(Records from a data collection)
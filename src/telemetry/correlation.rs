// Copyright 2026 Layne Penney
// SPDX-License-Identifier: AGPL-3.0-or-later

//! Ids linking a recorded routing request to its response.

use serde::{Deserialize, Serialize};
use std::fmt;
use std::str::FromStr;
use uuid::Uuid;

/// Random v4 id minted once per orchestrated request.
///
/// Stored as the hyphenated UUID string in the recording database and shown
/// by `switchyard recordings --id`.
#[derive(Clone, Copy, PartialEq, Eq, Hash, Serialize, Deserialize)]
#[serde(transparent)]
pub struct CorrelationId(Uuid);

impl CorrelationId {
    pub fn new() -> Self {
        Self(Uuid::new_v4())
    }

    /// First eight hex digits, for log lines.
    pub fn short(&self) -> String {
        let mut hex = self.0.simple().to_string();
        hex.truncate(8);
        hex
    }
}

impl Default for CorrelationId {
    fn default() -> Self {
        Self::new()
    }
}

impl FromStr for CorrelationId {
    type Err = uuid::Error;

    fn from_str(s: &str) -> Result<Self, Self::Err> {
        Uuid::parse_str(s.trim()).map(Self)
    }
}

impl fmt::Display for CorrelationId {
    fn fmt(&self, f: &mut fmt::Formatter<'_>) -> fmt::Result {
        fmt::Display::fmt(&self.0.hyphenated(), f)
    }
}

impl fmt::Debug for CorrelationId {
    fn fmt(&self, f: &mut fmt::Formatter<'_>) -> fmt::Result {
        f.debug_tuple("CorrelationId").field(&self.short()).finish()
    }
}

#[cfg(test)]
mod tests {
    use super::*;

    const KNOWN: &str = "550e8400-e29b-41d4-a716-446655440000";

    #[test]
    fn test_ids_are_fresh() {
        let ids: std::collections::HashSet<_> = (0..64).map(|_| CorrelationId::new()).collect();
        assert_eq!(ids.len(), 64);
        assert_ne!(CorrelationId::default(), CorrelationId::default());
    }

    #[test]
    fn test_text_forms() {
        let id: CorrelationId = format!(" {} ", KNOWN).parse().unwrap();
        assert_eq!(id.to_string(), KNOWN);
        assert_eq!(id.short(), "550e8400");
        assert_eq!(format!("{:?}", id), "CorrelationId(\"550e8400\")");
        assert!("not-a-uuid".parse::<CorrelationId>().is_err());
    }

    #[test]
    fn test_serializes_as_plain_string() {
        let id: CorrelationId = KNOWN.parse().unwrap();
        let json = serde_json::to_string(&id).unwrap();
        assert_eq!(json, format!("\"{}\"", KNOWN));
        assert_eq!(serde_json::from_str::<CorrelationId>(&json).unwrap(), id);
    }
}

Your instructions >>
Please write out every record shown above exactly as it reads.

Task output >>
filename src/telemetry/correlation.rs
// Copyright 2026 Layne Penney
// SPDX-License-Identifier: AGPL-3.0-or-later

//! Ids linking a recorded routing request to its response.

use serde::{Deserialize, Serialize};
use std::fmt;
use std::str::FromStr;
use uuid::Uuid;

/// Random v4 id minted once per orchestrated request.
///
/// Stored as the hyphenated UUID string in the recording database and shown
/// by `switchyard recordings --id`.
#[derive(Clone, Copy, PartialEq, Eq, Hash, Serialize, Deserialize)]
#[serde(transparent)]
pub struct CorrelationId(Uuid);

impl CorrelationId {
    pub fn new() -> Self {
        Self(Uuid::new_v4())
    }

    /// First eight hex digits, for log lines.
    pub fn short(&self) -> String {
        let mut hex = self.0.simple().to_string();
        hex.truncate(8);
        hex
    }
}

impl Default for CorrelationId {
    fn default() -> Self {
        Self::new()
    }
}

impl FromStr for CorrelationId {
    type Err = uuid::Error;

    fn from_str(s: &str) -> Result<Self, Self::Err> {
        Uuid::parse_str(s.trim()).map(Self)
    }
}

impl fmt::Display for CorrelationId {
    fn fmt(&self, f: &mut fmt::Formatter<'_>) -> fmt::Result {
        fmt::Display::fmt(&self.0.hyphenated(), f)
    }
}

impl fmt::Debug for CorrelationId {
    fn fmt(&self, f: &mut fmt::Formatter<'_>) -> fmt::Result {
        f.debug_tuple("CorrelationId").field(&self.short()).finish()
    }
}

#[cfg(test)]
mod tests {
    use super::*;

    const KNOWN: &str = "550e8400-e29b-41d4-a716-446655440000";

    #[test]
    fn test_ids_are_fresh() {
        let ids: std::collections::HashSet<_> = (0..64).map(|_| CorrelationId::new()).collect();
        assert_eq!(ids.len(), 64);
        assert_ne!(CorrelationId::default(), CorrelationId::default());
    }

    #[test]
    fn test_text_forms() {
        let id: CorrelationId = format!(" {} ", KNOWN).parse().unwrap();
        assert_eq!(id.to_string(), KNOWN);
        assert_eq!(id.short(), "550e8400");
        assert_eq!(format!("{:?}", id), "CorrelationId(\"550e8400\")");
        assert!("not-a-uuid".parse::<CorrelationId>().is_err());
    }

    #[test]
    fn test_serializes_as_plain_string() {
        let id: CorrelationId = KNOWN.parse().unwrap();
        let json = serde_json::to_string(&id).unwrap();
        assert_eq!(json, format!("\"{}\"", KNOWN));
        assert_eq!(serde_json::from_str::<CorrelationId>(&json).unwrap(), id);
    }
}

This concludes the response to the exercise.